/// A change notification delivered by the host's mutation observer.
#[derive(Debug, Clone)]
pub enum MutationRecord<E> {
    /// Children were inserted or removed under `target`.
    ChildList { target: E, added: Vec<E> },
    /// An attribute changed on `target`.
    Attribute { target: E, name: String },
}

impl<E> MutationRecord<E> {
    pub fn target(&self) -> &E {
        match self {
            MutationRecord::ChildList { target, .. } | MutationRecord::Attribute { target, .. } => target,
        }
    }
}

/// Read access to the host document, plus the single scroll request the
/// minimap is allowed to make.
pub trait Document {
    /// Handle to one element of the host tree.
    type Element: Clone;

    /// Every element in document order.
    fn elements(&self) -> Vec<Self::Element>;

    /// Every element below the body, in document order.
    fn body_elements(&self) -> Vec<Self::Element>;

    /// True for the minimap panel and everything inside it.
    fn in_minimap(&self, element: &Self::Element) -> bool;

    /// Lower-case tag name.
    fn tag_name(&self, element: &Self::Element) -> String;

    fn has_class(&self, element: &Self::Element, class: &str) -> bool;

    /// Raw `style` attribute, if any.
    fn inline_style(&self, element: &Self::Element) -> Option<String>;

    /// Whether the element carries non-whitespace text.
    fn has_text(&self, element: &Self::Element) -> bool;

    /// Bounding rectangle relative to the window viewport.
    fn bounding_rect(&self, element: &Self::Element) -> Rect;

    fn computed_style(&self, element: &Self::Element) -> Result<ComputedStyle, StyleError>;

    /// Computed background of the document body.
    fn root_background(&self) -> Option<Color>;

    fn metrics(&self) -> PageMetrics;

    /// Smooth-scroll the window to `top`.
    fn scroll_to(&self, top: f64);
}

/// Index of an element in a [`StaticDocument`].
#[derive(Debug, Clone, Copy, PartialEq, Eq, Hash)]
pub struct NodeId(pub usize);

fn default_true() -> bool {
    true
}

/// One element of a [`StaticDocument`].
#[derive(Debug, Clone, Serialize, Deserialize)]
pub struct StaticElement {
    pub tag: String,
    #[serde(default)]
    pub classes: Vec<String>,
    /// Raw `style` attribute.
    #[serde(default)]
    pub inline_style: Option<String>,
    /// Viewport-relative bounding rectangle.
    pub rect: Rect,
    #[serde(default)]
    pub style: RawStyle,
    #[serde(default)]
    pub text: Option<String>,
    /// Whether the element is below the body.
    #[serde(default = "default_true")]
    pub in_body: bool,
    /// Whether the element belongs to the minimap panel.
    #[serde(default)]
    pub minimap: bool,
    /// Forces computed-style resolution to fail with this message.
    #[serde(default)]
    pub style_failure: Option<String>,
}

impl StaticElement {
    pub fn new(tag: &str, rect: Rect) -> Self {
        Self {
            tag: tag.to_ascii_lowercase(),
            classes: Vec::new(),
            inline_style: None,
            rect,
            style: RawStyle::default(),
            text: None,
            in_body: true,
            minimap: false,
            style_failure: None,
        }
    }

    pub fn with_class(mut self, class: &str) -> Self {
        self.classes.push(class.to_string());
        self
    }

    pub fn with_inline_style(mut self, style: &str) -> Self {
        self.inline_style = Some(style.to_string());
        self
    }

    pub fn with_text(mut self, text: &str) -> Self {
        self.text = Some(text.to_string());
        self
    }

    pub fn with_style(mut self, edit: impl FnOnce(&mut RawStyle)) -> Self {
        edit(&mut self.style);
        self
    }

    /// Mark the element as part of the minimap panel.
    pub fn in_minimap(mut self) -> Self {
        self.minimap = true;
        self
    }

    pub fn with_style_failure(mut self, message: &str) -> Self {
        self.style_failure = Some(message.to_string());
        self
    }
}
//! The on-page panel hosting the minimap canvas and viewport indicator.

use minimap_core::viewport::ViewportIndicator;
use thiserror::Error;

/// Element id of the mounted panel. Its presence marks a live instance.
pub const PANEL_ID: &str = "live-minimap";

/// Mount failures.
#[derive(Debug, Error)]
pub enum MountError {
    #[error("A minimap is already mounted in this document")]
    AlreadyMounted,
    #[error("Document has no body to attach to")]
    NoBody,
    #[error("Host error: {0}")]
    Host(String),
}

/// Host side of the panel: the container, the indicator overlay and the
/// single-instance guard.
pub trait Panel {
    /// Insert the panel into the page.
    ///
    /// Fails with [`MountError::AlreadyMounted`] if another instance holds
    /// the document.
    fn attach(&mut self) -> Result<(), MountError>;

    /// Show or hide the whole panel.
    fn set_visible(&mut self, visible: bool);

    /// Move the viewport indicator overlay.
    fn place_indicator(&mut self, indicator: ViewportIndicator);

    /// Remove the panel from the page. Safe to call more than once.
    fn detach(&mut self);
}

====

- Description of the task
Only the final stretch of the entries above is needed: print exactly the lines from the line containing "pub const PANEL_ID: &str" through the last one.

- Response to the exercise
pub const PANEL_ID: &str = "live-minimap";

/// Mount failures.
#[derive(Debug, Error)]
pub enum MountError {
    #[error("A minimap is already mounted in this document")]
    AlreadyMounted,
    #[error("Document has no body to attach to")]
    NoBody,
    #[error("Host error: {0}")]
    Host(String),
}

/// Host side of the panel: the container, the indicator overlay and the
/// single-instance guard.
pub trait Panel {
    /// Insert the panel into the page.
    ///
    /// Fails with [`MountError::AlreadyMounted`] if another instance holds
    /// the document.
    fn attach(&mut self) -> Result<(), MountError>;

    /// Show or hide the whole panel.
    fn set_visible(&mut self, visible: bool);

    /// Move the viewport indicator overlay.
    fn place_indicator(&mut self, indicator: ViewportIndicator);

    /// Remove the panel from the page. Safe to call more than once.
    fn detach(&mut self);
}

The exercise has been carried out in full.